··· RECORD EXCERPTS ···

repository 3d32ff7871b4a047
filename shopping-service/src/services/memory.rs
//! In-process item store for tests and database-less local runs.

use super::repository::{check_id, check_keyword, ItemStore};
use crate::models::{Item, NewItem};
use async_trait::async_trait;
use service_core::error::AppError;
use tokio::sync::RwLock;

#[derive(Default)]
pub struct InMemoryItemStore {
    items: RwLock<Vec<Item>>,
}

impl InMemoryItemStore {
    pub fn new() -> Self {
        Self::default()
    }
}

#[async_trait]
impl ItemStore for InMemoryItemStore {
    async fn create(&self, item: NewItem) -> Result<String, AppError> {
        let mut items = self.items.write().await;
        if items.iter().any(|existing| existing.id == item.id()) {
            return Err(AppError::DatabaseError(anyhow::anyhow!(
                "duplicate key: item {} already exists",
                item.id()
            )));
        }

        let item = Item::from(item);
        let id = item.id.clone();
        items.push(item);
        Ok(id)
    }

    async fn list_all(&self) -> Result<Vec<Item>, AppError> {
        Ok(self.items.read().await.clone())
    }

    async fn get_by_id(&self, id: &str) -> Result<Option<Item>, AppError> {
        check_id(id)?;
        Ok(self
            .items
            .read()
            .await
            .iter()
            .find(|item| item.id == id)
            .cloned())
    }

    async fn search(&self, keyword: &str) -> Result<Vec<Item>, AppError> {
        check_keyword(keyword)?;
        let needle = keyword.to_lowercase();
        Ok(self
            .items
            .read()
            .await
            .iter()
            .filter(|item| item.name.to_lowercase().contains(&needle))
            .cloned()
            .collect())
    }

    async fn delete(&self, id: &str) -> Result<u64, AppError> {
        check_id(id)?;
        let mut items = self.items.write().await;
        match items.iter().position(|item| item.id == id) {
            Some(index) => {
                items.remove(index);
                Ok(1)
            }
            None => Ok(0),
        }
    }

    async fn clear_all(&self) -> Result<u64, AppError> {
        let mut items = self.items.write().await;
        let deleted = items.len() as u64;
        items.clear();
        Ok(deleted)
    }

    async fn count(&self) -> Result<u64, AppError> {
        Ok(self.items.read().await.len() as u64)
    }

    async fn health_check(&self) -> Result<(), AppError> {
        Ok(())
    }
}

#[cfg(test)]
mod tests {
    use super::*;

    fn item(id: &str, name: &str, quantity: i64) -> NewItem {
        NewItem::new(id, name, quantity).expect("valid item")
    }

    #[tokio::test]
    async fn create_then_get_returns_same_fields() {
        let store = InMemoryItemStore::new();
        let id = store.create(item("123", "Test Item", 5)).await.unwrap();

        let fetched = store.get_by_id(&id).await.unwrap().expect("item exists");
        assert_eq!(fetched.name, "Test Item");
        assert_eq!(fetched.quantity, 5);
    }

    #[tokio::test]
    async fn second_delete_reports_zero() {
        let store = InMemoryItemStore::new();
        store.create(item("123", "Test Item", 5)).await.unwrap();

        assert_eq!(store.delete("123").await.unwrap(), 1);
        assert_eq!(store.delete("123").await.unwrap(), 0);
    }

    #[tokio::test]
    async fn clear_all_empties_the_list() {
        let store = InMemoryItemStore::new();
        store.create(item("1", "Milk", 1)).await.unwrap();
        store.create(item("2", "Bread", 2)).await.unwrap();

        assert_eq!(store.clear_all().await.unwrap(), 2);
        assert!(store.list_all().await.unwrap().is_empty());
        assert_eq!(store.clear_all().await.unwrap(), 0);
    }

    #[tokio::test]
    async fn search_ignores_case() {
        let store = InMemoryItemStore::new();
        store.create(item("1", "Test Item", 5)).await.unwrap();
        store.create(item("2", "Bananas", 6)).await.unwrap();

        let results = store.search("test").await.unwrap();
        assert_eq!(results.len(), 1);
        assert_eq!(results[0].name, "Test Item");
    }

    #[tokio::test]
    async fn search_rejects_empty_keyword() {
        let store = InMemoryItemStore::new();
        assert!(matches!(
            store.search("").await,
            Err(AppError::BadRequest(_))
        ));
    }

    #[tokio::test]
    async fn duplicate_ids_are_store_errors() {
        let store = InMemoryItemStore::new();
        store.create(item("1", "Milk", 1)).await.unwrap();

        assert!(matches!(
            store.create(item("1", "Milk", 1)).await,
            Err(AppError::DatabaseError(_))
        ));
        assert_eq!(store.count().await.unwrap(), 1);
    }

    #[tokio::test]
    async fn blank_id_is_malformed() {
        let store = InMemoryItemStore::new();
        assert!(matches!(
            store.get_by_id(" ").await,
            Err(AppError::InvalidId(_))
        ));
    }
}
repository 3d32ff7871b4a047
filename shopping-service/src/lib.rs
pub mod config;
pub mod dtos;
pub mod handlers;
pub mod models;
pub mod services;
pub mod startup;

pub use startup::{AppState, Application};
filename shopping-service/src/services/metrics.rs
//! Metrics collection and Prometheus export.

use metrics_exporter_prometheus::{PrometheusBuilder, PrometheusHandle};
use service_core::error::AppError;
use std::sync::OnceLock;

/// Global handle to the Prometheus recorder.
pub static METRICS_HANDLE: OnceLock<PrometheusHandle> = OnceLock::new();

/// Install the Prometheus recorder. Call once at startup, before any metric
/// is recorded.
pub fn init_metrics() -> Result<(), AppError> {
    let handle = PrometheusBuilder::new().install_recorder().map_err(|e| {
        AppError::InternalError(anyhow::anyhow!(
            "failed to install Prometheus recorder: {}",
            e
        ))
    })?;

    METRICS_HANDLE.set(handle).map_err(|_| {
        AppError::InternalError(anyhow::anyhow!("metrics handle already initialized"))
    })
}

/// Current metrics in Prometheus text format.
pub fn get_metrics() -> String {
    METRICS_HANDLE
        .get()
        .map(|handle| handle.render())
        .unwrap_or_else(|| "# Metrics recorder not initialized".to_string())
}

···

- [WORK INSTRUCTION]: Copy out each line of the material that holds the word "needle".

- [OUTPUT OF THE TASK]:
        let needle = keyword.to_lowercase();
            .filter(|item| item.name.to_lowercase().contains(&needle))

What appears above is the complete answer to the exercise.